Below this line is the material. Write out only its lines from the one containing "pub trait DatabaseDriver: Debug" through the one containing "use super::Transport;", both kept, exactly.

◆ ◆ ◆ ◆ ◆

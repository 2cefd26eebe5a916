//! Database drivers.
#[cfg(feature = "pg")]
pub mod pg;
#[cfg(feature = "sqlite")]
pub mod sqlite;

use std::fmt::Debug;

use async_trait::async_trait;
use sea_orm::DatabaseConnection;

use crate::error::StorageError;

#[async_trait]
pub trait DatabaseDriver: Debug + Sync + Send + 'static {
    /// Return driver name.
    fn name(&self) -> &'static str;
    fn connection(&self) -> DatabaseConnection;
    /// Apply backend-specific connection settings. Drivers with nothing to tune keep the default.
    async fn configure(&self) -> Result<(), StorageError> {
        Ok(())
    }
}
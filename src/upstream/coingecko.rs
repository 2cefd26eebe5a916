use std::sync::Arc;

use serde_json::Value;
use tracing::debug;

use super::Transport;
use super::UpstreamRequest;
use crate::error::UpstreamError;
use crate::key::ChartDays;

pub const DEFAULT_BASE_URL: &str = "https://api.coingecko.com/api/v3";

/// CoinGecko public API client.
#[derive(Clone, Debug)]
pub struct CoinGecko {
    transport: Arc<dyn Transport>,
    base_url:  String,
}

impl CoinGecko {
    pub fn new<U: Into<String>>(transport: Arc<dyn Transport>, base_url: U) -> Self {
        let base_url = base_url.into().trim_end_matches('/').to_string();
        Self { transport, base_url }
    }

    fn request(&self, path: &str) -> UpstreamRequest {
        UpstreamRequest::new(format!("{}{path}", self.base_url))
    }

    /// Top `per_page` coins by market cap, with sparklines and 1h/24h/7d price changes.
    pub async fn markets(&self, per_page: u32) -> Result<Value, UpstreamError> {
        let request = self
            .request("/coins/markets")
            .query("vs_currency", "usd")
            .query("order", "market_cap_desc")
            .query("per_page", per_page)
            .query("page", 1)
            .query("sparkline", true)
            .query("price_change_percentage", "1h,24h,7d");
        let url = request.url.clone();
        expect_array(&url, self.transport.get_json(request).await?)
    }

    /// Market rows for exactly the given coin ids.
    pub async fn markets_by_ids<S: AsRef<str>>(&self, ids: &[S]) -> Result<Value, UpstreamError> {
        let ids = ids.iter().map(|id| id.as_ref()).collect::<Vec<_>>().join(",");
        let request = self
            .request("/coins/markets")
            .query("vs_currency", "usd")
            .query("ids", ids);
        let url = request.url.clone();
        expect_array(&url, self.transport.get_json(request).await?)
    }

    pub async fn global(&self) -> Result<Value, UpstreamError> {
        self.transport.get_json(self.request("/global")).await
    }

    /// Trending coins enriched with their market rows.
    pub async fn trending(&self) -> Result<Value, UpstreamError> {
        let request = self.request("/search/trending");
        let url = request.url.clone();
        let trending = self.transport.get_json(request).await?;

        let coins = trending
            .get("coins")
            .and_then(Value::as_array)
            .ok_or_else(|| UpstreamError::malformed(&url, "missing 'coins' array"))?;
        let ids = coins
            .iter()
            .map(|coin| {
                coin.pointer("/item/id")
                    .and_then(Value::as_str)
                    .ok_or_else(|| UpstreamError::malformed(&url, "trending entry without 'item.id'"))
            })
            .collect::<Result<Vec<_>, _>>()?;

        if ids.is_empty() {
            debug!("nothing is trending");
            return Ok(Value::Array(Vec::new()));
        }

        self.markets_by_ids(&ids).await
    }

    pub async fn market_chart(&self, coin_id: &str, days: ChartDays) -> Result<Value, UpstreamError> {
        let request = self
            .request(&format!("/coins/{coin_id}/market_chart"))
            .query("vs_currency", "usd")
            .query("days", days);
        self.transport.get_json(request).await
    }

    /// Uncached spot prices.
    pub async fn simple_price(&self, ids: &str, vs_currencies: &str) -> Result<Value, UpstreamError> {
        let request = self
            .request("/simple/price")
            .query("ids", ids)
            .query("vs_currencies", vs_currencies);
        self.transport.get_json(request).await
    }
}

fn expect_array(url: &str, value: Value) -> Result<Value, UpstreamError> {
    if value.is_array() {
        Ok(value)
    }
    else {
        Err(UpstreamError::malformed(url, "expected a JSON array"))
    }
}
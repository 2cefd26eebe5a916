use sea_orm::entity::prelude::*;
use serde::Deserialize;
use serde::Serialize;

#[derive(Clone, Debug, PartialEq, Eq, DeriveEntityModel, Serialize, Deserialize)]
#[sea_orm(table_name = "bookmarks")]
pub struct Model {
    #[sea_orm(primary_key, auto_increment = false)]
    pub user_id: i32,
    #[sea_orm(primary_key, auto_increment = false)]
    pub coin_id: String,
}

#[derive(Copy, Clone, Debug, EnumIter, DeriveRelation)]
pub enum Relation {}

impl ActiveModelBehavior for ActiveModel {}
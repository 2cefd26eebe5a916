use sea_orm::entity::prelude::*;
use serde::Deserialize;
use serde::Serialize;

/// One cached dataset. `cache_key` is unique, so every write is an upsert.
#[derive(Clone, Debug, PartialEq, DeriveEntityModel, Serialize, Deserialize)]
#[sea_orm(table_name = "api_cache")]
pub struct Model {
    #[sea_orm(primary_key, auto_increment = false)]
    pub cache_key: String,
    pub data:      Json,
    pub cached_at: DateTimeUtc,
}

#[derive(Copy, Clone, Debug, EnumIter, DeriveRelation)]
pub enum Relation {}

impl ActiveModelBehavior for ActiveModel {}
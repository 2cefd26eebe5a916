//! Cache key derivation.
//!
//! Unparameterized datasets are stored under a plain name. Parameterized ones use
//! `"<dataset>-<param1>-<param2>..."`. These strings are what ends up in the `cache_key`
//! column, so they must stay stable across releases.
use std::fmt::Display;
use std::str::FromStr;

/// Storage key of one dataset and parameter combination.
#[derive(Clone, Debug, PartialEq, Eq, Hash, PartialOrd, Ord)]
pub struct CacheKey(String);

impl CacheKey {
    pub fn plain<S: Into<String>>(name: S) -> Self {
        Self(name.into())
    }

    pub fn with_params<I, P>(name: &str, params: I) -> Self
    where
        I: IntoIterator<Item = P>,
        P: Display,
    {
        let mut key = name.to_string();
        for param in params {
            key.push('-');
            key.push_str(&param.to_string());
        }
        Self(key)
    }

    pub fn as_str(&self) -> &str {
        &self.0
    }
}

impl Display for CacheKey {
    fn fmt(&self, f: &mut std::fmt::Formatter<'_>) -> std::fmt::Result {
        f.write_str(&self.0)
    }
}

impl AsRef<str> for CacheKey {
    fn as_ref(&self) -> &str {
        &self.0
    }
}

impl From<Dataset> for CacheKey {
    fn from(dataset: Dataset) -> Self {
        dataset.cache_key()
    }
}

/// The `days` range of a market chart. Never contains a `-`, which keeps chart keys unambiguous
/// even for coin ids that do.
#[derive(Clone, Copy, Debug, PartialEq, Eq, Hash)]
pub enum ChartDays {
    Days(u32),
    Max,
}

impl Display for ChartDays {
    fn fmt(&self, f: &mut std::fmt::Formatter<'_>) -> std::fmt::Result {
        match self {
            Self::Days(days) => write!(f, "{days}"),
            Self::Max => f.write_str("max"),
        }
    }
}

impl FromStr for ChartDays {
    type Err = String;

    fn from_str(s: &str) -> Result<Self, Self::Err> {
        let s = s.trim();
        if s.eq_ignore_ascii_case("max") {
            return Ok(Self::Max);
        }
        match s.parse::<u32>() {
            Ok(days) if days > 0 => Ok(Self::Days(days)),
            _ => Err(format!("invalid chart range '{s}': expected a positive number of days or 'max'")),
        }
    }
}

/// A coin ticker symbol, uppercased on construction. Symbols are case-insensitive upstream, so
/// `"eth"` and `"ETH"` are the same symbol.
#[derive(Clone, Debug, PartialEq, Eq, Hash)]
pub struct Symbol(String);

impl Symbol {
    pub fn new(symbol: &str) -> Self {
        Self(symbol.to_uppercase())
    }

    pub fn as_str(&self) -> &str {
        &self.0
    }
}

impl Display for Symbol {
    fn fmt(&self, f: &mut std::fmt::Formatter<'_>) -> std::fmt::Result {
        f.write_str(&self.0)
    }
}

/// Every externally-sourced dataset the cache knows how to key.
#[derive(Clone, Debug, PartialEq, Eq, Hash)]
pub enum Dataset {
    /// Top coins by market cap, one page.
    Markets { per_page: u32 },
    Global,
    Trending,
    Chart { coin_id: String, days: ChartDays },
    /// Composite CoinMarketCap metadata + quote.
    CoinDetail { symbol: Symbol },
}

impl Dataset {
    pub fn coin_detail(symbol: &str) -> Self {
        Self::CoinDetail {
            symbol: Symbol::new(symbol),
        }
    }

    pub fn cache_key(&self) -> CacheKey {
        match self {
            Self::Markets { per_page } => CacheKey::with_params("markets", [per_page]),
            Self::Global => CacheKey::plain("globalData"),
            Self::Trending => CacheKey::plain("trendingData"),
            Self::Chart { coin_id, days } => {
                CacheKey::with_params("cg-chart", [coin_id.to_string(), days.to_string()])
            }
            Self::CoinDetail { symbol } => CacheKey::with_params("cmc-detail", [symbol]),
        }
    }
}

◆ ◆ ◆ ◆ ◆

● Solution for this task
pub trait DatabaseDriver: Debug + Sync + Send + 'static {
    /// Return driver name.
    fn name(&self) -> &'static str;
    fn connection(&self) -> DatabaseConnection;
    /// Apply backend-specific connection settings. Drivers with nothing to tune keep the default.
    async fn configure(&self) -> Result<(), StorageError> {
        Ok(())
    }
}
filename src/upstream/coingecko.rs
repository 2cefd26eebe5a916
use std::sync::Arc;

use serde_json::Value;
use tracing::debug;

use super::Transport;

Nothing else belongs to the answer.